The nurse is counseling a 65-year-old female client on her use of mineral oil as a laxative. One of the most important things that the nurse can share with the client is how mineral oil can cause the decreased absorption of which of the following vitamins? 1. Vitamin C 2. Niacin 3. Vitamin D 4. Riboflavin.
ANS: 3 Mineral oil, a common laxative, decreases fat-soluble vitamin absorption. Vitamin D is the only fat soluble vitamin listed—the others are all water-soluble
A client who recently underwent surgery and now has a colostomy is correctly instructed by the nurse that for the next few weeks the client's diet will include foods such as: 1. Vegetables 2. Fresh fruit 3. Whole grain breads 4. Poached eggs and rice
ANS: 4 During the first weeks after surgery, many health care providers recommend low-fiber diets because the bowel requires time to adapt to the diversion. Low-fiber foods include bread, noodles, rice, cream cheese, eggs (not fried), strained fruit juices, lean meats, fish, and poultry. Poached eggs and rice would be appropriate for this client. After the ostomy heals, the client is allowed to eat whole grains, fruits, and vegetables. High-fiber foods such as fresh fruits and vegetables help ensure a more solid stool needed to achieve success at irrigation. Ostomy clients may benefit from avoiding foods that cause gas and odor, including broccoli, cauliflower, dried beans, and Brussels sprouts.

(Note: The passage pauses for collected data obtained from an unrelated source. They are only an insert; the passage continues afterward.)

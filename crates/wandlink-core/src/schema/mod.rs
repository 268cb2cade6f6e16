//! Command schema: which outbound commands exist and which parameters they accept.
//!
//! The schema itself comes from an external JSON document listing each
//! command and its parameter names.  Value ranges are not part of that
//! document; they are attached by command name when the schema is loaded (see
//! [`rules`]).  Once loaded, the schema is shared read-only by every device.

pub mod command_schema;
pub mod rules;

pub use command_schema::{CommandError, CommandSchema, CommandSpec, SchemaError};
pub use rules::ParamRule;
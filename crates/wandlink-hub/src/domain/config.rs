//! TOML configuration for the hub binary.
//!
//! ```toml
//! [connection]
//! url = "ws://127.0.0.1:8080/"
//!
//! [registry]
//! inactive_timeout_ms = 5000
//!
//! [schema]
//! path = "commands.json"     # omit to use the built-in schema
//!
//! [logging]
//! level = "info"
//! ```
//!
//! Every field has a serde default, so an empty file (or no file at all) is a
//! valid configuration.  CLI flags are applied on top by `main.rs`.

use std::path::{Path, PathBuf};
use std::time::Duration;

use serde::{Deserialize, Serialize};
use thiserror::Error;

/// Error type for configuration file operations.
#[derive(Debug, Error)]
pub enum ConfigError {
    /// A file system I/O error occurred.
    #[error("I/O error accessing config at {path}: {source}")]
    Io {
        path: PathBuf,
        #[source]
        source: std::io::Error,
    },

    /// The TOML content could not be parsed.
    #[error("failed to parse config TOML: {0}")]
    Parse(#[from] toml::de::Error),

    /// The config could not be serialized to TOML.
    #[error("failed to serialize config: {0}")]
    Serialize(#[from] toml::ser::Error),
}

// ── Config schema types ───────────────────────────────────────────────────────

/// Top-level hub configuration.
#[derive(Debug, Clone, Default, Serialize, Deserialize, PartialEq, Eq)]
pub struct HubConfig {
    #[serde(default)]
    pub connection: ConnectionConfig,
    #[serde(default)]
    pub registry: RegistrySettings,
    #[serde(default)]
    pub schema: SchemaConfig,
    #[serde(default)]
    pub logging: LoggingConfig,
}

/// Where the gateway lives.
#[derive(Debug, Clone, Serialize, Deserialize, PartialEq, Eq)]
pub struct ConnectionConfig {
    /// WebSocket URL of the controller gateway.
    #[serde(default = "default_url")]
    pub url: String,
}

/// Device lifecycle tuning.
#[derive(Debug, Clone, Serialize, Deserialize, PartialEq, Eq)]
pub struct RegistrySettings {
    /// A device silent for longer than this is pruned.
    #[serde(default = "default_inactive_timeout_ms")]
    pub inactive_timeout_ms: u64,
}

/// Command schema source.
#[derive(Debug, Clone, Default, Serialize, Deserialize, PartialEq, Eq)]
pub struct SchemaConfig {
    /// JSON schema document.  `None` selects the built-in command set.
    #[serde(default, skip_serializing_if = "Option::is_none")]
    pub path: Option<PathBuf>,
}

#[derive(Debug, Clone, Serialize, Deserialize, PartialEq, Eq)]
pub struct LoggingConfig {
    /// `tracing` filter used when `RUST_LOG` is not set.
    #[serde(default = "default_log_level")]
    pub level: String,
}

// ── Default helpers ───────────────────────────────────────────────────────────

fn default_url() -> String {
    "ws://127.0.0.1:8080/".to_string()
}
fn default_inactive_timeout_ms() -> u64 {
    5000
}
fn default_log_level() -> String {
    "info".to_string()
}

impl Default for ConnectionConfig {
    fn default() -> Self {
        Self { url: default_url() }
    }
}

impl Default for RegistrySettings {
    fn default() -> Self {
        Self {
            inactive_timeout_ms: default_inactive_timeout_ms(),
        }
    }
}

impl Default for LoggingConfig {
    fn default() -> Self {
        Self {
            level: default_log_level(),
        }
    }
}

// ── Loading and saving ────────────────────────────────────────────────────────

impl HubConfig {
    /// Reads a config file.  Unlike a first-run default, a missing file is an
    /// error here: the path was given explicitly.
    ///
    /// # Errors
    ///
    /// Returns [`ConfigError::Io`] if the file cannot be read and
    /// [`ConfigError::Parse`] if the TOML is malformed.
    pub fn load(path: impl AsRef<Path>) -> Result<Self, ConfigError> {
        let path = path.as_ref();
        let content = std::fs::read_to_string(path).map_err(|source| ConfigError::Io {
            path: path.to_path_buf(),
            source,
        })?;
        Self::from_toml_str(&content)
    }

    /// Parses TOML text.
    ///
    /// # Errors
    ///
    /// Returns [`ConfigError::Parse`] if the TOML is malformed.
    pub fn from_toml_str(content: &str) -> Result<Self, ConfigError> {
        Ok(toml::from_str(content)?)
    }

    /// Renders the config as pretty TOML.
    ///
    /// # Errors
    ///
    /// Returns [`ConfigError::Serialize`] if serialization fails.
    pub fn to_toml_string(&self) -> Result<String, ConfigError> {
        Ok(toml::to_string_pretty(self)?)
    }

    pub fn inactive_timeout(&self) -> Duration {
        Duration::from_millis(self.registry.inactive_timeout_ms)
    }
}

// ── Tests ─────────────────────────────────────────────────────────────────────

#[cfg(test)]
mod tests {
    use super::*;

    #[test]
    fn test_default_config_values() {
        // Arrange / Act
        let cfg = HubConfig::default();

        // Assert
        assert_eq!(cfg.connection.url, "ws://127.0.0.1:8080/");
        assert_eq!(cfg.registry.inactive_timeout_ms, 5000);
        assert_eq!(cfg.schema.path, None);
        assert_eq!(cfg.logging.level, "info");
    }

    #[test]
    fn test_empty_toml_yields_defaults() {
        let cfg = HubConfig::from_toml_str("").unwrap();
        assert_eq!(cfg, HubConfig::default());
    }

    #[test]
    fn test_partial_toml_fills_missing_fields() {
        // Arrange
        let text = r#"
            [registry]
            inactive_timeout_ms = 2500

            [schema]
            path = "commands.json"
        "#;

        // Act
        let cfg = HubConfig::from_toml_str(text).unwrap();

        // Assert
        assert_eq!(cfg.inactive_timeout(), Duration::from_millis(2500));
        assert_eq!(cfg.schema.path, Some(PathBuf::from("commands.json")));
        assert_eq!(cfg.connection.url, "ws://127.0.0.1:8080/");
        assert_eq!(cfg.logging.level, "info");
    }

    #[test]
    fn test_malformed_toml_is_a_parse_error() {
        let result = HubConfig::from_toml_str("[registry]\ninactive_timeout_ms = \"soon\"");
        assert!(matches!(result, Err(ConfigError::Parse(_))));
    }

    #[test]
    fn test_config_serializes_and_deserializes_round_trip() {
        // Arrange
        let mut cfg = HubConfig::default();
        cfg.connection.url = "ws://10.0.0.7:9000/".to_string();
        cfg.schema.path = Some(PathBuf::from("/etc/wandlink/commands.json"));

        // Act
        let text = cfg.to_toml_string().unwrap();
        let restored = HubConfig::from_toml_str(&text).unwrap();

        // Assert
        assert_eq!(cfg, restored);
    }

    #[test]
    fn test_load_missing_file_is_io_error() {
        let result = HubConfig::load("/definitely/not/here/hub.toml");
        assert!(matches!(result, Err(ConfigError::Io { .. })));
    }
}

The nurse is discussing food allergies with a group of mothers whose children are allergy prone. Which of the following statements made by a mother best describes lactose intolerance? 1. "My child is allergic to milk; it makes her very gassy." 2. "Dairy products require a special enzyme to be digested properly." 3. "Being lactose intolerant means my child can't tolerate dairy products." 4. "My child gets diarrhea from dairy products because she can't digest lactose."
ANS: 4 Food intolerance is not an allergy, but a particular food that causes the body distress within a few hours of ingestion. The result is diarrhea, cramps, or flatulence. For example, people who drink cow's milk who have these symptoms are not allergic to milk but lack the enzyme needed to digest the milk sugar lactose; they are lactose intolerant. To be lactose intolerant (exhibiting the signs after ingesting dairy products) does not constitute a dairy allergy. The remaining options are not as specific as the answer.

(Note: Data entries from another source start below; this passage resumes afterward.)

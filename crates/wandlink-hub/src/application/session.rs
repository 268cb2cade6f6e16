//! The connector port: how the registry obtains a live transport session.
//!
//! A [`Connector`] dials a URL and hands back a [`LinkSession`]: the outbound
//! [`CommandLink`] plus a stream of [`InboundEvent`]s.  The registry's session
//! driver reads that stream one event at a time, which is what keeps inbound
//! processing strictly ordered.
//!
//! Production code uses `infrastructure::ws_client::WsConnector`; tests use
//! `infrastructure::link::mock::MockConnector`.

use std::sync::Arc;

use async_trait::async_trait;
use tokio::sync::mpsc;

use crate::domain::link::{CommandLink, LinkError};
use crate::infrastructure::scheduler::TaskHandle;

/// Something that happened on the inbound side of a session.
#[derive(Debug, Clone, PartialEq, Eq)]
pub enum InboundEvent {
    /// One text message from the gateway.  May hold several frames.
    Message(String),
    /// The remote side closed the session.
    Closed,
    /// The transport failed.  Treated the same as `Closed`.
    Error(String),
}

/// A live transport session.
///
/// Dropping the session aborts the transport tasks it owns.
pub struct LinkSession {
    pub link: Arc<dyn CommandLink>,
    pub inbound: mpsc::UnboundedReceiver<InboundEvent>,
    tasks: Vec<TaskHandle>,
}

impl LinkSession {
    pub fn new(
        link: Arc<dyn CommandLink>,
        inbound: mpsc::UnboundedReceiver<InboundEvent>,
    ) -> Self {
        Self {
            link,
            inbound,
            tasks: Vec::new(),
        }
    }

    /// Ties a background task (reader, writer) to the session's lifetime.
    pub fn with_task(mut self, task: TaskHandle) -> Self {
        self.tasks.push(task);
        self
    }
}

/// Dials the controller gateway.
#[async_trait]
pub trait Connector: Send + Sync {
    /// Opens a session to `url`.
    ///
    /// # Errors
    ///
    /// Returns [`LinkError::ConnectFailed`] if the session cannot be opened.
    async fn open(&self, url: &str) -> Result<LinkSession, LinkError>;
}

The client has been admitted to an acute care unit with a diagnosis of biliary disease. The nurse suspects that the feces will appear: 1. Bloody 2. Pus filled 3. Black and tarry 4. White or clay colored
ANS: 4 Stool that is white or clay colored indicates an absence of bile. Bloody feces is not an indication of biliary disease. Pus-filled feces indicate infection. Black or tarry feces may indicate upper gastrointestinal (GI) bleeding or iron ingestion.

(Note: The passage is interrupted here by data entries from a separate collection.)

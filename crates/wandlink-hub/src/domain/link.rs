//! The outbound link port.
//!
//! A [`CommandLink`] is the sending half of one live transport session.  Every
//! device record created during that session holds a clone of the same
//! `Arc<dyn CommandLink>`, so "the shared outbound connection" is literally
//! one object.
//!
//! Sending is synchronous and must not block: an implementation either hands
//! the text to its transport immediately or fails.  A transport that cannot
//! keep up rejects the message instead of queueing it.

use thiserror::Error;

/// Error type for transport-level failures.
#[derive(Debug, Clone, Error, PartialEq, Eq)]
pub enum LinkError {
    /// The link was closed locally or by the remote side.
    #[error("link is not open")]
    NotOpen,

    /// The transport's writer went away while sending.
    #[error("transport closed while sending")]
    Closed,

    /// The transport is not draining fast enough; the message was dropped.
    #[error("link is saturated")]
    Saturated,

    /// The transport could not be established.
    #[error("failed to connect to {url}: {reason}")]
    ConnectFailed { url: String, reason: String },
}

/// Sending half of a transport session.
///
/// Infrastructure implementations wrap a WebSocket writer task; unit tests use
/// the `mockall`-generated `MockCommandLink` or the hand-written
/// `infrastructure::link::mock::MockLink`.
#[cfg_attr(test, mockall::automock)]
pub trait CommandLink: Send + Sync {
    /// `true` while the session can accept outbound text.
    fn is_open(&self) -> bool;

    /// Transmits one text message.
    ///
    /// # Errors
    ///
    /// Returns [`LinkError::NotOpen`] if the link is closed and
    /// [`LinkError::Closed`] if the transport disappeared mid-send.
    /// Returns [`LinkError::Saturated`] if the transport is backed up.
    fn send_text(&self, text: &str) -> Result<(), LinkError>;

    /// Closes the link.  Idempotent.
    fn close(&self);
}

A client is to have a stool test for occult blood. The nurse is instructing the nursing assistant in the correct procedure for the test. The nursing assistant is correctly informed that: 1. Sterile technique is used for collection 2. Stool should be collected over a 3-day period 3. The specimen should be kept warm 4. A 1-inch sample of formed stool is needed
ANS: 4 Tests performed by the laboratory for occult blood in the stool and stool cultures require only a small sample. The nurse uses clean technique to collect about 1 inch of formed stool or 15 to 30 mL of liquid stool. Unlike testing for occult blood, tests for measuring the output of fecal fat require a 3- to 5-day collection of stool, and tests that measure for ova and parasites require the stool to be warm.